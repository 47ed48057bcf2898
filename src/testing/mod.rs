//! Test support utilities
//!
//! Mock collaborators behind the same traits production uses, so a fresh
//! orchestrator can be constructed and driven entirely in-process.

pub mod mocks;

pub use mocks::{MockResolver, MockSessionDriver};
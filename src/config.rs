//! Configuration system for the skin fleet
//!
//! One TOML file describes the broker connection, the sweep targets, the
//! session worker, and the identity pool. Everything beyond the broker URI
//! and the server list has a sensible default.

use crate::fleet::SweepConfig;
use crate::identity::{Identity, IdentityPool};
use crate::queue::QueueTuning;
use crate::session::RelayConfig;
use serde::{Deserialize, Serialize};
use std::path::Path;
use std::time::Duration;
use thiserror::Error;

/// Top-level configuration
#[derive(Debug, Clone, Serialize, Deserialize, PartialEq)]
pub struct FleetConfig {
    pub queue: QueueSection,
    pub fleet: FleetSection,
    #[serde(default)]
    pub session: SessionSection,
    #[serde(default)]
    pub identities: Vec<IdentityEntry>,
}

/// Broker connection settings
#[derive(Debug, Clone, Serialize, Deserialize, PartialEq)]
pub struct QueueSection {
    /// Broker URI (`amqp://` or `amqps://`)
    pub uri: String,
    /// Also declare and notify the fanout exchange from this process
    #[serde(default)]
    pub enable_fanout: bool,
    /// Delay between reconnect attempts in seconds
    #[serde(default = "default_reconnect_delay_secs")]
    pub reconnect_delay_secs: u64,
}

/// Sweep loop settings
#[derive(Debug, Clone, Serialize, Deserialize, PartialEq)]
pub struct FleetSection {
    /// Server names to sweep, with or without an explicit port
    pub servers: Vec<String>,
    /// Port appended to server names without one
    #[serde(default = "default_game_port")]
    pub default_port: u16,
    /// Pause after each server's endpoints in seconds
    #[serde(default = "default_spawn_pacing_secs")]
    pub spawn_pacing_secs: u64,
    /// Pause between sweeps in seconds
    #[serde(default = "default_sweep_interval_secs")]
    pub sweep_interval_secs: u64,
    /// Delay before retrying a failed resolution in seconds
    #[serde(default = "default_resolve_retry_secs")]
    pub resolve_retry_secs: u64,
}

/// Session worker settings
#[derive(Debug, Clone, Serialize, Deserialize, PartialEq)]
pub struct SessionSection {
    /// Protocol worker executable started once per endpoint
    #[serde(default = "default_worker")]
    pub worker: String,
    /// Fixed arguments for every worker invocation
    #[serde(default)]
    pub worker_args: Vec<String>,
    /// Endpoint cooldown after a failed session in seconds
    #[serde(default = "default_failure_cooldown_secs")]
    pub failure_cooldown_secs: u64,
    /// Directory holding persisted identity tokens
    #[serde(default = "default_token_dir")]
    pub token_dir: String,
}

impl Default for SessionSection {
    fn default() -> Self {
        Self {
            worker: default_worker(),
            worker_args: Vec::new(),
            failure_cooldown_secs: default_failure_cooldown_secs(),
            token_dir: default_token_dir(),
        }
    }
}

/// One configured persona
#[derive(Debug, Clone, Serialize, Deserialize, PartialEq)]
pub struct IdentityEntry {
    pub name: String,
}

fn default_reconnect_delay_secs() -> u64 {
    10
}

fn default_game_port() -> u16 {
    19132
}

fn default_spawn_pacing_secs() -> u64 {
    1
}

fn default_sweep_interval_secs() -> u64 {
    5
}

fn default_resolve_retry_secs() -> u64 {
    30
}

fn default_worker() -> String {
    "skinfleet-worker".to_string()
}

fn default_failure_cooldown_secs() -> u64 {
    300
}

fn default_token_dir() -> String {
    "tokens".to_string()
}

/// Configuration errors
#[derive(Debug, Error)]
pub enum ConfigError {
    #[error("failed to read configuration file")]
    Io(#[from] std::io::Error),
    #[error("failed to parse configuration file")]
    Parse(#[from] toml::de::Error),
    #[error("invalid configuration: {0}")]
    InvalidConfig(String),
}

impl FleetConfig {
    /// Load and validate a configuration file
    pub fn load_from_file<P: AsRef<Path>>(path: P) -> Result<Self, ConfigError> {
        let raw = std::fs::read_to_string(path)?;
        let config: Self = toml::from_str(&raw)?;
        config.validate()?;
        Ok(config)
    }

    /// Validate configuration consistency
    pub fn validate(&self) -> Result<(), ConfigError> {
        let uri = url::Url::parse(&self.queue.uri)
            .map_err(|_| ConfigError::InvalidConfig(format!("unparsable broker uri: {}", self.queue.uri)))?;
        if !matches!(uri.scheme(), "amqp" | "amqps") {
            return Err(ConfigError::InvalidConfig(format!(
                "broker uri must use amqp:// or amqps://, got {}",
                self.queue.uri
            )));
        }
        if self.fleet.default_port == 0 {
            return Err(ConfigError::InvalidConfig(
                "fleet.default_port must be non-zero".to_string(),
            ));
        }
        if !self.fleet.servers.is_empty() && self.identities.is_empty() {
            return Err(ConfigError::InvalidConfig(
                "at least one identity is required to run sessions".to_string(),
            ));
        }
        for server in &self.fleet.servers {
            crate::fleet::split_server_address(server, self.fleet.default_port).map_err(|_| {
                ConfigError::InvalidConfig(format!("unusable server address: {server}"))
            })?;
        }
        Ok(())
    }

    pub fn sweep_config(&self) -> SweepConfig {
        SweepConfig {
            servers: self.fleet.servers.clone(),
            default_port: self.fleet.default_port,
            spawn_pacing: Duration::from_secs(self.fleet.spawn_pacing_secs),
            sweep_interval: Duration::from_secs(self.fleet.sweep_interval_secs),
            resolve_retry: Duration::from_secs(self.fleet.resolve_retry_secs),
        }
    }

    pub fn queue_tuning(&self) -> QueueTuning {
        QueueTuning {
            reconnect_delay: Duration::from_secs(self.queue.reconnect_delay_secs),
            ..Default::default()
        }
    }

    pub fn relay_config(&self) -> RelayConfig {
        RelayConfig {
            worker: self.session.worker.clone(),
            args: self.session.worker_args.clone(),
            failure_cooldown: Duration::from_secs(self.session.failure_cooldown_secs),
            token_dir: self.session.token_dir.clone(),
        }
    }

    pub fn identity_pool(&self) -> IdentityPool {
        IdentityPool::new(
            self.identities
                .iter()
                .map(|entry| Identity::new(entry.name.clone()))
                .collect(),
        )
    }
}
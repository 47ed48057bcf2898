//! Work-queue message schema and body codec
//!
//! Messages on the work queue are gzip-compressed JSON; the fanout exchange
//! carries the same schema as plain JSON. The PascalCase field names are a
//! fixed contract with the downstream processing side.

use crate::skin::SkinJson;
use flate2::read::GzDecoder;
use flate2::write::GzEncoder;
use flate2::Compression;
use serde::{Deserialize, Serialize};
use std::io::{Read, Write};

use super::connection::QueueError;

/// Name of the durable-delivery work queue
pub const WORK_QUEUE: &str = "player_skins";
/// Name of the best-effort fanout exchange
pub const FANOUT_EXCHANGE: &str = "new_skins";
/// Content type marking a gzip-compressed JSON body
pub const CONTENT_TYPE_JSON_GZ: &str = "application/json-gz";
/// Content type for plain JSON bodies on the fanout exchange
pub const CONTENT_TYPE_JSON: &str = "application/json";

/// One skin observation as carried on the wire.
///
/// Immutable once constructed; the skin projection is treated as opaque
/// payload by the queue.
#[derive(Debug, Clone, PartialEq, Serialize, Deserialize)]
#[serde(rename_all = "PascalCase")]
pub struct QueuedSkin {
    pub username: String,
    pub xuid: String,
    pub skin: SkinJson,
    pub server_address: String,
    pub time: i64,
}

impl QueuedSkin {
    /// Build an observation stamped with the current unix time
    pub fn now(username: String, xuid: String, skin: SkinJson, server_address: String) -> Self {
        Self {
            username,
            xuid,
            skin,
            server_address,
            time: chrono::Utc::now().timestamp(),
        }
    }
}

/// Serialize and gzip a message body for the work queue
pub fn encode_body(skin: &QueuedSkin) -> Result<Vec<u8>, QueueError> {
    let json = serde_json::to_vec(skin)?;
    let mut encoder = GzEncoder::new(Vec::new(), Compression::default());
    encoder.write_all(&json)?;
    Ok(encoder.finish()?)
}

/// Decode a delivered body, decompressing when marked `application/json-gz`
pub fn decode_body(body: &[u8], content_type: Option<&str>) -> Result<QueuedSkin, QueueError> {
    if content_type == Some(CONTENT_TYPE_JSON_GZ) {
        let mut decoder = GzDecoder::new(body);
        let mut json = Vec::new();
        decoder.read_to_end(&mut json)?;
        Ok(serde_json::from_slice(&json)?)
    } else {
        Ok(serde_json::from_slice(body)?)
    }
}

____

> _What you need to do_:
Among the entries, copy every line containing the word "amqps".

> _Answer to the problem_:
    /// Broker URI (`amqp://` or `amqps://`)
        if !matches!(uri.scheme(), "amqp" | "amqps") {
                "broker uri must use amqp:// or amqps://, got {}",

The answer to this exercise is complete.